- **Exercise**:
Whenever a line below mentions the word "wrapping", that line should be copied.

^^^^

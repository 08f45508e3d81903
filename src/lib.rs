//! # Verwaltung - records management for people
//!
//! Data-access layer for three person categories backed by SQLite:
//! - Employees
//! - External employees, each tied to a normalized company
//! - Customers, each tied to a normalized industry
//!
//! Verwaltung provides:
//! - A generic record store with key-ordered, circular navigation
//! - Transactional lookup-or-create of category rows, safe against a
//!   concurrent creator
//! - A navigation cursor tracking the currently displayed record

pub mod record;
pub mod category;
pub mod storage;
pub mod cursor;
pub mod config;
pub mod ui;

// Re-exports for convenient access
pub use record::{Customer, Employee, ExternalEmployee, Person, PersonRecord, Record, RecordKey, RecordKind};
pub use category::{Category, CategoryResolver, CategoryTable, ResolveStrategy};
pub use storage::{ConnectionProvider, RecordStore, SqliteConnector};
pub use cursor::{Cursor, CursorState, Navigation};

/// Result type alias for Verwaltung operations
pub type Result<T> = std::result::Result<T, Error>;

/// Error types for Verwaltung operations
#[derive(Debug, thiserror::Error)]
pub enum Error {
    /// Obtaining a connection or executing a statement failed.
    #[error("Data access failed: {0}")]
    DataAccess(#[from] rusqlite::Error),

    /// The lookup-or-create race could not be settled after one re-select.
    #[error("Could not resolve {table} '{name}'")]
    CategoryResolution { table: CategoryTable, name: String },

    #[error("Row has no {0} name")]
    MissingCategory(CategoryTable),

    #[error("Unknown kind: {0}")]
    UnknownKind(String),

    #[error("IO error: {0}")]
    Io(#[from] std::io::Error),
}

^^^^

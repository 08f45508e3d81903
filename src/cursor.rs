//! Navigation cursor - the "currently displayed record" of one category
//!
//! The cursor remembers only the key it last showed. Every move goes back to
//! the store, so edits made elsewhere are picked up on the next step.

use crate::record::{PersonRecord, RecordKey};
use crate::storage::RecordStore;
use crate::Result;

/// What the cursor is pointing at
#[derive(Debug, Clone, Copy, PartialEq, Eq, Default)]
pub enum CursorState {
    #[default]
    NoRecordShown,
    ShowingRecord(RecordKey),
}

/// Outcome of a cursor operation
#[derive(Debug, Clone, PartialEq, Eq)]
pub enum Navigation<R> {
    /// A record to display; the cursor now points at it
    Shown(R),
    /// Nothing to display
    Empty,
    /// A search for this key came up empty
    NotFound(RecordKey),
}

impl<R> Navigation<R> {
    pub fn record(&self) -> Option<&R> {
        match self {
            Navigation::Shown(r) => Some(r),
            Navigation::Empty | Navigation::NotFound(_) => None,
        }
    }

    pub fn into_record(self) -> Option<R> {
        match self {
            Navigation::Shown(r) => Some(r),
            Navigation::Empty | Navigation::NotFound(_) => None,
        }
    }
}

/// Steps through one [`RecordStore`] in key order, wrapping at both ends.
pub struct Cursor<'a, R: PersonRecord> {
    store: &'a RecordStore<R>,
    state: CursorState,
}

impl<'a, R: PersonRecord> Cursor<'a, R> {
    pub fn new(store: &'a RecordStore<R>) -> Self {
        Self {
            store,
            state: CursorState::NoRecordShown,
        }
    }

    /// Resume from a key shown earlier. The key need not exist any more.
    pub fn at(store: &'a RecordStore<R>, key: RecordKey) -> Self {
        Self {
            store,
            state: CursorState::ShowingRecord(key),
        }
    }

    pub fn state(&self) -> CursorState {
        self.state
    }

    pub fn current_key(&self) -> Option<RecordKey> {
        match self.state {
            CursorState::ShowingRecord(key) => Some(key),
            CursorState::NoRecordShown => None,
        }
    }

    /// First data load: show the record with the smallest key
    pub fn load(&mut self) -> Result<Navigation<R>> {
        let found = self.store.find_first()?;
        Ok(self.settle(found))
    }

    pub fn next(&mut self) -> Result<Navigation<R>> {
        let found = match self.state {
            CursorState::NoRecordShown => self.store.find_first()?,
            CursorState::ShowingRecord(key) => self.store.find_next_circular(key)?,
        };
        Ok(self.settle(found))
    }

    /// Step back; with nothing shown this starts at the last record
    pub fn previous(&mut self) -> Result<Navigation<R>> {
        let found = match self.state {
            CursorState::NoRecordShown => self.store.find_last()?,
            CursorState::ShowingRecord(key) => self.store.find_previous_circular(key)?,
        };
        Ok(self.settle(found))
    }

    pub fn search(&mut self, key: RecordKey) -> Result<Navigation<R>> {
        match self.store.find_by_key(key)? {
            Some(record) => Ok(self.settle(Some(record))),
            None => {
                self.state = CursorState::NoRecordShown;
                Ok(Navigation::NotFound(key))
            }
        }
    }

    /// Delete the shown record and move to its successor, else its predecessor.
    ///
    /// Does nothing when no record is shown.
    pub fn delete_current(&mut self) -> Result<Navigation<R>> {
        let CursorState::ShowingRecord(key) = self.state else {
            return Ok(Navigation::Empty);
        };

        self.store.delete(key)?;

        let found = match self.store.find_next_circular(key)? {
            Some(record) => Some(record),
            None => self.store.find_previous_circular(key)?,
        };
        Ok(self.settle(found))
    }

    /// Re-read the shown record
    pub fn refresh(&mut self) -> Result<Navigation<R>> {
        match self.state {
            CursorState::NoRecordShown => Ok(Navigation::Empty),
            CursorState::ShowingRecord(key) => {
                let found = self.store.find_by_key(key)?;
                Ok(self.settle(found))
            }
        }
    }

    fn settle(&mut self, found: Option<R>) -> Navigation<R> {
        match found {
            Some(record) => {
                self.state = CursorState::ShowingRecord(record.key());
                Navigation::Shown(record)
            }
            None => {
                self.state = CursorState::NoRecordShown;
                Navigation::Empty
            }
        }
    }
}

^^^^

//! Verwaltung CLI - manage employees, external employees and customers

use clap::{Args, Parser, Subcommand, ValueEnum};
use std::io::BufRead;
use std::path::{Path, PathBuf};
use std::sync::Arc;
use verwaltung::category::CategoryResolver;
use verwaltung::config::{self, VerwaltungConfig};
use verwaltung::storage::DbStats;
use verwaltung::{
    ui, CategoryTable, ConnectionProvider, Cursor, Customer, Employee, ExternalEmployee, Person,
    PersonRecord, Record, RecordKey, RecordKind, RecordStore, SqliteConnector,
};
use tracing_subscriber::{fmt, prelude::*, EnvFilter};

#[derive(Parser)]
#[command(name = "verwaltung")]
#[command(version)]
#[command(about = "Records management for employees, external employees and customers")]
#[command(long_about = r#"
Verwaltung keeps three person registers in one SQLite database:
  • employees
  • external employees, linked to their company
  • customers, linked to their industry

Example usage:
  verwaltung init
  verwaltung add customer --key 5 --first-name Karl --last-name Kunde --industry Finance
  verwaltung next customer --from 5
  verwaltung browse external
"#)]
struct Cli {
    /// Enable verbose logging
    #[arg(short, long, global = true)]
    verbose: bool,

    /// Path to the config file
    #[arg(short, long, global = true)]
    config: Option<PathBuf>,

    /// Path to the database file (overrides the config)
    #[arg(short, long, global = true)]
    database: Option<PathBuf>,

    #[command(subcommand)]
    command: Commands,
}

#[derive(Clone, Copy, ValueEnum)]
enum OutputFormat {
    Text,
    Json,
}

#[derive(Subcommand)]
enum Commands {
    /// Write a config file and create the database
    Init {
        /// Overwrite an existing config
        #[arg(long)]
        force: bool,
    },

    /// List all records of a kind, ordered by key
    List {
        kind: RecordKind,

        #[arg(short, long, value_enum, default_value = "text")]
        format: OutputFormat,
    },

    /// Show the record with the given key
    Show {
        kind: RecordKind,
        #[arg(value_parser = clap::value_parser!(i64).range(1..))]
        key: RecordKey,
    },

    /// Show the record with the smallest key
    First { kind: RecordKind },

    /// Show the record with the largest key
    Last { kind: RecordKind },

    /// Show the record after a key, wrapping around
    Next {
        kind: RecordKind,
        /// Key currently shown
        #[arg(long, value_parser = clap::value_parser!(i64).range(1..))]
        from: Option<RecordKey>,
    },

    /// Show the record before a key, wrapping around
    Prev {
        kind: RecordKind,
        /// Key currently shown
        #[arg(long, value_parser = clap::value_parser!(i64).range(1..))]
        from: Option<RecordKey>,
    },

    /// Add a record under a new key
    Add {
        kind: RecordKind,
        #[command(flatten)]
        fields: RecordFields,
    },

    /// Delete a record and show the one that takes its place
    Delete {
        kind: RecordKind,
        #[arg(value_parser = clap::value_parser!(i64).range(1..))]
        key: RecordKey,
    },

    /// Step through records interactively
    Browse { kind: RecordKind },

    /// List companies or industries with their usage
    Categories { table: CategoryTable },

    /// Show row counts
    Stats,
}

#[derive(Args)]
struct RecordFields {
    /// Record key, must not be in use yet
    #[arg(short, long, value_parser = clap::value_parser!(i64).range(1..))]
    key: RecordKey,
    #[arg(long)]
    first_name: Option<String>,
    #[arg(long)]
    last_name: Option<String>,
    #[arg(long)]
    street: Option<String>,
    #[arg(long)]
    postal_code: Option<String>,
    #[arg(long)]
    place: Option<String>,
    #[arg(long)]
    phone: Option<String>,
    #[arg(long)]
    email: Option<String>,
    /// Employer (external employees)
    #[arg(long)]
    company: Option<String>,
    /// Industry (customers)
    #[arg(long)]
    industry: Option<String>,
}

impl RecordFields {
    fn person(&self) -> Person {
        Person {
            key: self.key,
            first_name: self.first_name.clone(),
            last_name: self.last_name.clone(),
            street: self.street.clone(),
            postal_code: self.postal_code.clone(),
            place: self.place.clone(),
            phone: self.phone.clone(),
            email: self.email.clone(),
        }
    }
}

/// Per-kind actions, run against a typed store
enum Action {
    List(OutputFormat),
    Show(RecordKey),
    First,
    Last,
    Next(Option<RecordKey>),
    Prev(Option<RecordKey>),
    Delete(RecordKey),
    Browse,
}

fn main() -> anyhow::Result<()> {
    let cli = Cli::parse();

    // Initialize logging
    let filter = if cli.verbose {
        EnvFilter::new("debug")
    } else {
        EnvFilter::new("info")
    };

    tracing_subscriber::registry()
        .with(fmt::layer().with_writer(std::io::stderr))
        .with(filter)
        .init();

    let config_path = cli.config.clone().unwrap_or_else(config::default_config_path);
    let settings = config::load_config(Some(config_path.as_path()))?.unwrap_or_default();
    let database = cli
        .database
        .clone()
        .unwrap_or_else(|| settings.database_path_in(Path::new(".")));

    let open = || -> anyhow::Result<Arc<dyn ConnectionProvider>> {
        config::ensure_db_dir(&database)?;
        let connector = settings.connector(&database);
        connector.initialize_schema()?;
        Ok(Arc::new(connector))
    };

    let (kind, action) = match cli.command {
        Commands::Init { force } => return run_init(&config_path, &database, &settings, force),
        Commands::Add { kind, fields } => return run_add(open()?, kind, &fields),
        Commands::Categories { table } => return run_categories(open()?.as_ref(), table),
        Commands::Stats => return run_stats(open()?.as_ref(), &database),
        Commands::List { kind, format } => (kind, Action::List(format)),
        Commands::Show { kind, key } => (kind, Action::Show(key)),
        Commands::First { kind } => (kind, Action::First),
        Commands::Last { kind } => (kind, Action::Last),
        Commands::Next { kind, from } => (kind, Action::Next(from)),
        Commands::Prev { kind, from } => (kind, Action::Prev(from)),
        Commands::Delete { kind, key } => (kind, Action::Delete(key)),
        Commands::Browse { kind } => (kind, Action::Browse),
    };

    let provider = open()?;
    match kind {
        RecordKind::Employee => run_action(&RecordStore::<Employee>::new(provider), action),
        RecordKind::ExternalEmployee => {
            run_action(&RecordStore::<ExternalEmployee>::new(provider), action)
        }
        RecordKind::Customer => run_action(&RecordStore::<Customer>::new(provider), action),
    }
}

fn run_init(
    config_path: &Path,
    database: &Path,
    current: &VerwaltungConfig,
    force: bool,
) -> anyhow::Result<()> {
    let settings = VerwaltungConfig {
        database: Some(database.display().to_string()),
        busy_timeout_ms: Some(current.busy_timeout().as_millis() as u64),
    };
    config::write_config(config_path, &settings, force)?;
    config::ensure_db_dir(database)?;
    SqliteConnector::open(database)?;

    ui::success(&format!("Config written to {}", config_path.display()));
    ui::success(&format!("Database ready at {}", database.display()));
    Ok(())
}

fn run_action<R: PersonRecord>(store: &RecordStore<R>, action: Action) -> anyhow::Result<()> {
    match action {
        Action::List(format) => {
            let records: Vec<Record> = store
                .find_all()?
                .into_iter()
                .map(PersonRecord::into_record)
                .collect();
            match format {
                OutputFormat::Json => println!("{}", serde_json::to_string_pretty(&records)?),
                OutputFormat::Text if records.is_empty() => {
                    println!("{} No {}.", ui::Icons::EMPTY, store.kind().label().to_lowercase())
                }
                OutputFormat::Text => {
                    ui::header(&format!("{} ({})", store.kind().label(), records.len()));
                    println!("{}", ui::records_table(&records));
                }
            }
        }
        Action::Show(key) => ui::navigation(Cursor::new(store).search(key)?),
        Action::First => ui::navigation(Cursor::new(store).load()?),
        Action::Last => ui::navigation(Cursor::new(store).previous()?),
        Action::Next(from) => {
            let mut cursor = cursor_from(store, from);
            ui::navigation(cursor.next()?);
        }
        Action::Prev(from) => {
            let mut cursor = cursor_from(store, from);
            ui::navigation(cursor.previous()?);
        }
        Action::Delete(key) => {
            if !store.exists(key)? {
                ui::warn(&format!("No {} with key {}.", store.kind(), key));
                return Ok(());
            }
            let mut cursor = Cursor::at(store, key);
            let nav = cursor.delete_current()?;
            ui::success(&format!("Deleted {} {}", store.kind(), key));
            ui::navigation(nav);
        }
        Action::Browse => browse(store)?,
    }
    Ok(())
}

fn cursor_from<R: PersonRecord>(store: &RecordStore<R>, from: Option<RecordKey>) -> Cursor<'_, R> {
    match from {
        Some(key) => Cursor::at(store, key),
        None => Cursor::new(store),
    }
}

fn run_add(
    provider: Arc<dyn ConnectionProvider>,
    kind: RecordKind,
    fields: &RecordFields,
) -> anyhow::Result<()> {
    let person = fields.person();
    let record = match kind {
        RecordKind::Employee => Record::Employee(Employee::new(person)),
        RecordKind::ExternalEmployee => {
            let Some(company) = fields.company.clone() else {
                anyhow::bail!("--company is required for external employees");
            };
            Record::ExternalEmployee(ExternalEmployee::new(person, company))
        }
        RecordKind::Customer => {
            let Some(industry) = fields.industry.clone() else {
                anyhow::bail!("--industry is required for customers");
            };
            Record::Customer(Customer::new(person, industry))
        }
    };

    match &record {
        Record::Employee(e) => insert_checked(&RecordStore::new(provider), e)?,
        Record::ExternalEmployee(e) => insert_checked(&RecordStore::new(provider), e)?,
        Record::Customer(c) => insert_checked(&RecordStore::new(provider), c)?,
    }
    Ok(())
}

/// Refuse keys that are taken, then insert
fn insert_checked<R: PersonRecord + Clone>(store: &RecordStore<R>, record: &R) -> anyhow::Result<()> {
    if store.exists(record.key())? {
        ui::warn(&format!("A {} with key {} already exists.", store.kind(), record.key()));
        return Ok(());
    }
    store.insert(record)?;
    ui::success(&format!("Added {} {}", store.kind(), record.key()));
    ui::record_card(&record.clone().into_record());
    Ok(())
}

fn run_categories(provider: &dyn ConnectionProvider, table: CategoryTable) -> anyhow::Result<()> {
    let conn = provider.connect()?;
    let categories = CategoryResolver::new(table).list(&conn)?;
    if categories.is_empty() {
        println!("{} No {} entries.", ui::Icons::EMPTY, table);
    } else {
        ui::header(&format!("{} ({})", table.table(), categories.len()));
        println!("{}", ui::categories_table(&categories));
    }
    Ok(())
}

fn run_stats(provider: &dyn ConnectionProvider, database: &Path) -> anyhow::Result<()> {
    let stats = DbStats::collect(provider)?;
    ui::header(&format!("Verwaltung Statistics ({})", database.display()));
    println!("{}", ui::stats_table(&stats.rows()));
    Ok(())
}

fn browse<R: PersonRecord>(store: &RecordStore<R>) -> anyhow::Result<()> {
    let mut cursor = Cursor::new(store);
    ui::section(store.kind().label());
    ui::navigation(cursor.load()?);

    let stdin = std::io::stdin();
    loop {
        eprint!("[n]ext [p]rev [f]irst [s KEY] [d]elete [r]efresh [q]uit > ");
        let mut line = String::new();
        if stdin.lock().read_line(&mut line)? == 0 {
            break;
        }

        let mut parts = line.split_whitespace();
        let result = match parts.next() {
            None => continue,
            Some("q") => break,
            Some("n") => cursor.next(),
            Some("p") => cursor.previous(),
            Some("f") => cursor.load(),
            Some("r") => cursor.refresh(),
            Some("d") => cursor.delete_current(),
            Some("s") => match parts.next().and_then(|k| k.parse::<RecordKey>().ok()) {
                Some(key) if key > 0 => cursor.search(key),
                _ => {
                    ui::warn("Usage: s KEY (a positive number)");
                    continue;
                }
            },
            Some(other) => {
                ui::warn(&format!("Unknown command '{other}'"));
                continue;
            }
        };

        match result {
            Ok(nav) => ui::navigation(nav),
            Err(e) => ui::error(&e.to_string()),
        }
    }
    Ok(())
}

^^^^

- **Solution to the problem**:
/// Steps through one [`RecordStore`] in key order, wrapping at both ends.
    /// Show the record after a key, wrapping around
    /// Show the record before a key, wrapping around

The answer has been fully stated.